Tips to help keep you secure:
- Use MFA for any remote access system, Office 365, VPN, GSuite. All of these systems should be protected against password breaches with a additional layer of security called MFA.
- Use SSO or Azure’s conditional access if possible
- If accessing systems at the office use a VPN protected by MFA.
- If you are using something like TeamViewer, setup the security options to ensure that it has been limited so only your account can use unattended access.

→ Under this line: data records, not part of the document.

//! Support for the multi-language CSV table.
//!
//! Rows may have different lengths and blank lines are skipped. Input is decoded with BOM
//! sniffing, so UTF-8 (with or without BOM) and UTF-16 spreadsheet exports read the same.
use std::io::{BufRead, Write};

use crate::{error::Error, traits::Parser, types::Table};

impl Parser for Table {
    /// Parse from any reader.
    fn from_reader<R: BufRead>(reader: R) -> Result<Self, Error> {
        let decoder = encoding_rs_io::DecodeReaderBytesBuilder::new()
            .bom_override(true)
            .strip_bom(true)
            .build(reader);
        let mut rdr = csv::ReaderBuilder::new()
            .has_headers(false)
            .flexible(true)
            .from_reader(decoder);

        let mut rows = Vec::new();
        for result in rdr.records() {
            let record = result?;
            if record.len() == 1 && record[0].is_empty() {
                continue;
            }
            rows.push(record.iter().map(str::to_string).collect());
        }
        Ok(Table::new(rows))
    }

    /// Write to any writer (file, memory, etc.).
    fn to_writer<W: Write>(&self, writer: W) -> Result<(), Error> {
        let mut wtr = csv::WriterBuilder::new()
            .flexible(true)
            .terminator(csv::Terminator::Any(b'\n'))
            .from_writer(writer);
        for row in &self.rows {
            wtr.write_record(row)?;
        }
        wtr.flush()?;
        Ok(())
    }
}
//! Technical signal: RSI and moving-average rules over close history.
//!
//! Score starts at 50 and is moved by additive rules evaluated in a fixed order:
//! 1. RSI below `rsi_oversold`: +20, buy vote.
//! 2. else RSI above `rsi_overbought`: -20, sell vote.
//! 3. else RSI below 45: +5.
//! 4. short SMA above long SMA (golden cross): +15, buy vote;
//!    otherwise (death cross): -15, sell vote.
//! 5. price below long SMA and RSI below 40 (deep value): +10, buy vote.
//! 6. trend SMA configured and available, price above it: +5.
//!
//! Reasons are appended in exactly that order.

use serde::{Deserialize, Serialize};
use tracing::debug;

use super::{clamp_score, decide, Category, CategorySignal, NEUTRAL_SCORE};
use crate::config::SignalConfig;
use crate::domain::{Action, Bar};
use crate::indicators::{closes, rsi, sma};

/// Reason reported when RSI or the short/long SMA cannot be computed.
pub const INSUFFICIENT_DATA: &str = "insufficient data";

const RSI_OVERSOLD_POINTS: f64 = 20.0;
const RSI_OVERBOUGHT_POINTS: f64 = -20.0;
const RSI_MILD_LOW: f64 = 45.0;
const RSI_MILD_LOW_POINTS: f64 = 5.0;
const CROSS_POINTS: f64 = 15.0;
const DEEP_VALUE_RSI: f64 = 40.0;
const DEEP_VALUE_POINTS: f64 = 10.0;
const TREND_POINTS: f64 = 5.0;

/// Indicator values the technical score was computed from.
///
/// When history is too short, missing SMA values are reported as the current
/// price and a missing RSI as `None`.
#[derive(Debug, Clone, PartialEq, Serialize, Deserialize)]
pub struct TechnicalSnapshot {
    pub price: f64,
    pub rsi: Option<f64>,
    pub sma_short: f64,
    pub sma_long: f64,
    pub sma_trend: Option<f64>,
}

#[derive(Debug, Clone, PartialEq, Serialize, Deserialize)]
pub struct TechnicalSignal {
    pub action: Action,
    pub score: f64,
    pub reasons: Vec<String>,
    pub buy_signals: usize,
    pub sell_signals: usize,
    pub snapshot: TechnicalSnapshot,
    pub insufficient_data: bool,
}

/// Score bars (ascending by date) against `config`.
pub fn generate(bars: &[Bar], config: &SignalConfig) -> TechnicalSignal {
    let closes = closes(bars);
    let price = closes.last().copied().unwrap_or(0.0);

    let rsi = rsi(&closes, config.rsi_period).value();
    let sma_short = sma(&closes, config.sma_short_period).value();
    let sma_long = sma(&closes, config.sma_long_period).value();
    let sma_trend = config
        .sma_trend_period
        .and_then(|period| sma(&closes, period).value());

    let (rsi_value, short, long) = match (rsi, sma_short, sma_long) {
        (Some(r), Some(s), Some(l)) => (r, s, l),
        _ => {
            debug!(
                bars = bars.len(),
                rsi_period = config.rsi_period,
                sma_long_period = config.sma_long_period,
                "technical signal: insufficient history"
            );
            return TechnicalSignal {
                action: Action::Hold,
                score: NEUTRAL_SCORE,
                reasons: vec![INSUFFICIENT_DATA.to_string()],
                buy_signals: 0,
                sell_signals: 0,
                snapshot: TechnicalSnapshot {
                    price,
                    rsi,
                    sma_short: sma_short.unwrap_or(price),
                    sma_long: sma_long.unwrap_or(price),
                    sma_trend,
                },
                insufficient_data: true,
            };
        }
    };

    let mut score = NEUTRAL_SCORE;
    let mut buy_signals = 0;
    let mut sell_signals = 0;
    let mut reasons = Vec::new();

    if rsi_value < config.rsi_oversold {
        score += RSI_OVERSOLD_POINTS;
        buy_signals += 1;
        reasons.push(format!(
            "RSI oversold ({rsi_value:.1} < {})",
            config.rsi_oversold
        ));
    } else if rsi_value > config.rsi_overbought {
        score += RSI_OVERBOUGHT_POINTS;
        sell_signals += 1;
        reasons.push(format!(
            "RSI overbought ({rsi_value:.1} > {})",
            config.rsi_overbought
        ));
    } else if rsi_value < RSI_MILD_LOW {
        score += RSI_MILD_LOW_POINTS;
        reasons.push(format!("RSI leaning low ({rsi_value:.1} < {RSI_MILD_LOW})"));
    }

    if short > long {
        score += CROSS_POINTS;
        buy_signals += 1;
        reasons.push(format!(
            "Golden cross: SMA{} {short:.2} > SMA{} {long:.2}",
            config.sma_short_period, config.sma_long_period
        ));
    } else {
        score -= CROSS_POINTS;
        sell_signals += 1;
        reasons.push(format!(
            "Death cross: SMA{} {short:.2} <= SMA{} {long:.2}",
            config.sma_short_period, config.sma_long_period
        ));
    }

    if price < long && rsi_value < DEEP_VALUE_RSI {
        score += DEEP_VALUE_POINTS;
        buy_signals += 1;
        reasons.push(format!(
            "Deep value: price {price:.2} below SMA{} {long:.2} with RSI {rsi_value:.1}",
            config.sma_long_period
        ));
    }

    if let (Some(trend), Some(period)) = (sma_trend, config.sma_trend_period) {
        if price > trend {
            score += TREND_POINTS;
            reasons.push(format!(
                "Price {price:.2} above SMA{period} trend {trend:.2}"
            ));
        }
    }

    let score = clamp_score(score);
    let action = decide(score, buy_signals, sell_signals);
    debug!(
        %action,
        score,
        buy_signals,
        sell_signals,
        rsi = rsi_value,
        "technical signal evaluated"
    );

    TechnicalSignal {
        action,
        score,
        reasons,
        buy_signals,
        sell_signals,
        snapshot: TechnicalSnapshot {
            price,
            rsi: Some(rsi_value),
            sma_short: short,
            sma_long: long,
            sma_trend,
        },
        insufficient_data: false,
    }
}

impl From<&TechnicalSignal> for CategorySignal {
    fn from(signal: &TechnicalSignal) -> Self {
        Self {
            category: Category::Technical,
            action: signal.action,
            score: signal.score,
            reasons: signal.reasons.clone(),
            has_data: !signal.insufficient_data,
        }
    }
}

- If your using a personal computer, regularly ensure your browser and windows updates are installed with a reputable antivirus
- Use long passphrases and don’t re-use them across services
nearly 80% of security breaches involve the abuse and misuse of privileged credentialstechradar feb 6/2020
Tips to avoid at all costs
- Do NOT use RDP (Remote Desktop) without a VPN, it’s free but known to be insecure
- Do NOT create a shared generic VPN account that everyone uses
- Do NOT work from shared hotspots like StarBucks without a VPN
- Do NOT work on your friends laptop/shared computer
- Do NOT skip patches and updates!
Most of the cyber security training you receive from work are applicable at home, but keep in mind that your home network likely lacks several safe guards like DNS filtering, IPS, IDS and botnet control. You might even be bypassing web site content filters designed to limit your exposure.
This means, diligence when clinking links or opening attachments from emails must remain at all time high.
Don’t be the weakest link in cyber-security
Most IT departments, as well as several online sources have cyber security training options that can help keep you alert and safe.
A word of caution regarding personal computers
It’s quite possible your work does not have a laptop for you to take home, although this is becoming less common it’s still something that can happen. Has your employer considered the ramifications of having work data being copied to your personal laptop? What about confidential information on a shared family computer? If you are using a personal system, at a minimum I recommend a password and separate user account not shared with your family.
If you keep your computer up to date, avoid falling for phishing attacks and use MFA it’s far less likely that you’ll accidentally introduce ransomware or a hacker to your workplace.